Out-of-order Execution

A processor that executes the instructions one after the other, may use the resources inefficiently that leads to poor perfpormance of the processor.To improve the performance of the processor this can be done in two ways. By executing different sub-steps of sequential instructions simultaneously or even executing the instructions entirely simultaneously. Further improvement in the processor can achieved through out-of-order execution[2]. Out-of-order execution can be achieved by executing the instruction in an different from the original order they appear[1].

Out-of-order execution is an approach that is used in high performance microprocessors.This approach efficiently uses instruction cycles ( is a process by which a computer retrieves program instruction from its memory, determines what action the instruction requires and carries out those actions.) and reduces costly delay.
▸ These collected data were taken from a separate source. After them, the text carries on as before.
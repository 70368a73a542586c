use axum::{
    http::StatusCode,
    response::{IntoResponse, Response},
    Json,
};
use serde_json::json;
use std::sync::Arc;
use thiserror::Error;
use tracing::error;

use crate::config::ConsoleConfig;
use crate::console::{ConsoleError, ConsoleManager};
use crate::store::{MatchStore, StoreError};

/// Shared application state containing all dependencies
#[derive(Clone)]
pub struct AppState {
    pub store: Arc<dyn MatchStore>,
    pub consoles: Arc<ConsoleManager>,
    pub config: Arc<ConsoleConfig>,
}

impl AppState {
    pub fn new(store: Arc<dyn MatchStore>, config: ConsoleConfig) -> Self {
        let consoles = ConsoleManager::new(store.clone(), config.role, config.console_settings());
        Self {
            store,
            consoles: Arc::new(consoles),
            config: Arc::new(config),
        }
    }
}

#[derive(Error, Debug)]
pub enum AppError {
    #[error("Bad request: {0}")]
    BadRequest(String),

    #[error("Forbidden: {0}")]
    Forbidden(String),

    #[error("Not found: {0}")]
    NotFound(String),

    #[error("Conflict: {0}")]
    Conflict(String),

    /// A write was rejected and reverted; the client may try again
    #[error("Store unavailable: {0}")]
    Unavailable(String),

    #[error("Database error: {0}")]
    DatabaseError(String),

    #[error("Internal server error")]
    Internal,
}

impl From<StoreError> for AppError {
    fn from(error: StoreError) -> Self {
        match error {
            StoreError::NotFound(msg) => AppError::NotFound(msg),
            StoreError::Conflict(msg) => AppError::Conflict(msg),
            StoreError::Unavailable(msg) => AppError::Unavailable(msg),
            StoreError::Database(msg) | StoreError::Malformed(msg) => AppError::DatabaseError(msg),
        }
    }
}

impl From<ConsoleError> for AppError {
    fn from(error: ConsoleError) -> Self {
        match error {
            ConsoleError::NotPermitted(_) => AppError::Forbidden(error.to_string()),
            ConsoleError::UnknownMatch(_) | ConsoleError::UnknownEvent(_) => {
                AppError::NotFound(error.to_string())
            }
            ConsoleError::UnknownPlayer(_) => AppError::BadRequest(error.to_string()),
            ConsoleError::PersistFailed(_) | ConsoleError::ScoreSyncFailed(_) => {
                AppError::Unavailable(error.to_string())
            }
            ConsoleError::Store(store_error) => store_error.into(),
        }
    }
}

impl IntoResponse for AppError {
    fn into_response(self) -> Response {
        let (status, error_message) = match self {
            AppError::BadRequest(msg) => (StatusCode::BAD_REQUEST, msg),
            AppError::Forbidden(msg) => (StatusCode::FORBIDDEN, msg),
            AppError::NotFound(msg) => (StatusCode::NOT_FOUND, msg),
            AppError::Conflict(msg) => (StatusCode::CONFLICT, msg),
            AppError::Unavailable(msg) => (StatusCode::SERVICE_UNAVAILABLE, msg),
            AppError::DatabaseError(msg) => {
                error!(error = %msg, "Database error while handling request");
                (
                    StatusCode::INTERNAL_SERVER_ERROR,
                    format!("Database error: {}", msg),
                )
            }
            AppError::Internal => (
                StatusCode::INTERNAL_SERVER_ERROR,
                "Internal server error".to_string(),
            ),
        };

        let body = Json(json!({
            "error": error_message
        }));

        (status, body).into_response()
    }
}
A processor will execute the instructions in an order of availability of data or operands instead of original order of the instructions in the program.By doing so the processor will avoid being idle while data is retrieved for the next instruction in a program[1].

In other words, processor that uses multiple execution units completes the processing of instructions in wrong order. For example, I-1 and I-2 are the two intructions where I-1 comes first then I-2. In the out-of-order execution, a processor can execute I-2 instruction before I-1 instruction has been completed. This flexibility will improve the performance of the processor since it allows execution with less waiting time.[1]

The first machine to use out-of-order execution is CDC 6600(1964) which is used to resolve score board conflicts. In 1966 IBM introduced Tomasula's algorithm which supports full out-of-order execution.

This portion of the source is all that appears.